(Collected data)
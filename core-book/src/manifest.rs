//! # Manifest
//!
//! The already-parsed description of a book that the host hands to the core.
//! Parsing publication formats is the host's business; this module only
//! carries the fields the reading order and the download tasks need.
//!
//! ## Example
//!
//! ```rust
//! use core_book::manifest::Manifest;
//!
//! let manifest = Manifest::from_json(r#"{
//!     "id": "urn:isbn:9780000000001",
//!     "title": "Example",
//!     "reading_order": [
//!         { "id": "track-1", "href": "https://example.com/1.mp3", "duration_secs": 61.5 },
//!         { "id": "track-2", "href": "https://example.com/2.mp3" }
//!     ]
//! }"#).unwrap();
//!
//! assert_eq!(manifest.reading_order.len(), 2);
//! assert_eq!(manifest.reading_order[0].duration_ms(), Some(61_500));
//! ```

use bridge_traits::download::DownloadLink;
use serde::{Deserialize, Serialize};
use std::collections::HashSet;

use crate::error::{BookError, Result};

/// Book-level manifest.
#[derive(Debug, Clone, PartialEq, Serialize, Deserialize)]
pub struct Manifest {
    /// Book identifier. Replacement manifests must carry the same one.
    pub id: String,
    #[serde(default)]
    pub title: String,
    pub reading_order: Vec<ManifestItem>,
}

/// One entry of the manifest reading order.
#[derive(Debug, Clone, PartialEq, Serialize, Deserialize)]
pub struct ManifestItem {
    pub id: String,
    #[serde(default)]
    pub title: Option<String>,
    pub href: String,
    /// Declared duration, if the manifest knows it.
    #[serde(default)]
    pub duration_secs: Option<f64>,
    /// Whether `href` has a finite lifetime.
    #[serde(default)]
    pub expires: bool,
    #[serde(default)]
    pub part: Option<u32>,
    #[serde(default)]
    pub chapter: Option<u32>,
}

impl Manifest {
    pub fn new(id: impl Into<String>, title: impl Into<String>) -> Self {
        Self {
            id: id.into(),
            title: title.into(),
            reading_order: Vec::new(),
        }
    }

    pub fn with_item(mut self, item: ManifestItem) -> Self {
        self.reading_order.push(item);
        self
    }

    /// Deserialize a manifest from JSON.
    pub fn from_json(json: &str) -> Result<Self> {
        serde_json::from_str(json).map_err(|e| BookError::InvalidManifest(e.to_string()))
    }

    /// Checks the structural rules a reading order must satisfy: at least one
    /// item, and unique item identifiers.
    pub fn validate(&self) -> Result<()> {
        if self.reading_order.is_empty() {
            return Err(BookError::EmptyReadingOrder {
                book_id: self.id.clone(),
            });
        }

        let mut seen = HashSet::with_capacity(self.reading_order.len());
        for item in &self.reading_order {
            if !seen.insert(item.id.as_str()) {
                return Err(BookError::DuplicateItem {
                    item_id: item.id.clone(),
                });
            }
        }

        Ok(())
    }
}

impl ManifestItem {
    pub fn new(id: impl Into<String>, href: impl Into<String>) -> Self {
        Self {
            id: id.into(),
            title: None,
            href: href.into(),
            duration_secs: None,
            expires: false,
            part: None,
            chapter: None,
        }
    }

    pub fn title(mut self, title: impl Into<String>) -> Self {
        self.title = Some(title.into());
        self
    }

    pub fn duration_secs(mut self, seconds: f64) -> Self {
        self.duration_secs = Some(seconds);
        self
    }

    pub fn expiring(mut self, expires: bool) -> Self {
        self.expires = expires;
        self
    }

    pub fn chapter_key(mut self, part: u32, chapter: u32) -> Self {
        self.part = Some(part);
        self.chapter = Some(chapter);
        self
    }

    /// Declared duration in milliseconds. Negative or non-finite values count
    /// as unknown.
    pub fn duration_ms(&self) -> Option<u64> {
        self.duration_secs
            .filter(|secs| secs.is_finite() && *secs >= 0.0)
            .map(|secs| (secs * 1000.0).round() as u64)
    }

    pub fn link(&self) -> DownloadLink {
        DownloadLink::new(self.href.clone()).expiring(self.expires)
    }
}
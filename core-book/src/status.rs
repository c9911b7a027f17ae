//! Download status of a reading-order item and the channel that broadcasts
//! its transitions.

use serde::{Deserialize, Serialize};
use tokio::sync::broadcast;

use crate::reading_order::ReadingOrderId;

/// Buffer of the status broadcast channel, per subscriber.
pub const STATUS_CHANNEL_CAPACITY: usize = 256;

/// Download state of one reading-order item.
#[derive(Debug, Clone, PartialEq, Default, Serialize, Deserialize)]
#[serde(tag = "status", rename_all = "snake_case")]
pub enum DownloadStatus {
    #[default]
    NotDownloaded,
    /// Transfer in flight; `progress` is in `[0, 1]`.
    Downloading { progress: f64 },
    Downloaded,
    /// Generic failure. Retrying with the same link may succeed.
    Failed { cause: String, message: String },
    /// The link outlived its validity window. A fresh manifest is needed
    /// before retrying.
    Expired { cause: String, message: String },
}

impl DownloadStatus {
    pub fn is_downloaded(&self) -> bool {
        matches!(self, DownloadStatus::Downloaded)
    }

    pub fn is_downloading(&self) -> bool {
        matches!(self, DownloadStatus::Downloading { .. })
    }

    /// Progress contribution of this status: 1 when downloaded, the transfer
    /// fraction while downloading, 0 otherwise.
    pub fn progress(&self) -> f64 {
        match self {
            DownloadStatus::Downloaded => 1.0,
            DownloadStatus::Downloading { progress } => *progress,
            _ => 0.0,
        }
    }

    pub fn name(&self) -> &'static str {
        match self {
            DownloadStatus::NotDownloaded => "not_downloaded",
            DownloadStatus::Downloading { .. } => "downloading",
            DownloadStatus::Downloaded => "downloaded",
            DownloadStatus::Failed { .. } => "failed",
            DownloadStatus::Expired { .. } => "expired",
        }
    }
}

/// A status transition of one item, as broadcast to subscribers.
#[derive(Debug, Clone, PartialEq)]
pub struct DownloadStatusChange {
    pub item_id: ReadingOrderId,
    pub index: usize,
    pub status: DownloadStatus,
}

pub type StatusReceiver = broadcast::Receiver<DownloadStatusChange>;

/// Sender side of the book-wide status channel.
#[derive(Debug, Clone)]
pub(crate) struct StatusChannel {
    sender: broadcast::Sender<DownloadStatusChange>,
}

impl StatusChannel {
    pub(crate) fn new() -> Self {
        let (sender, _) = broadcast::channel(STATUS_CHANNEL_CAPACITY);
        Self { sender }
    }

    pub(crate) fn publish(&self, change: DownloadStatusChange) {
        // No subscribers is not an error.
        let _ = self.sender.send(change);
    }

    pub(crate) fn subscribe(&self) -> StatusReceiver {
        self.sender.subscribe()
    }
}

### Task description:
From the data above, output exactly the lines between the one containing "manifest from JSON." and the one containing "unique item identifiers.", counting both of them.

### Reply:
    /// Deserialize a manifest from JSON.
    pub fn from_json(json: &str) -> Result<Self> {
        serde_json::from_str(json).map_err(|e| BookError::InvalidManifest(e.to_string()))
    }

    /// Checks the structural rules a reading order must satisfy: at least one
    /// item, and unique item identifiers.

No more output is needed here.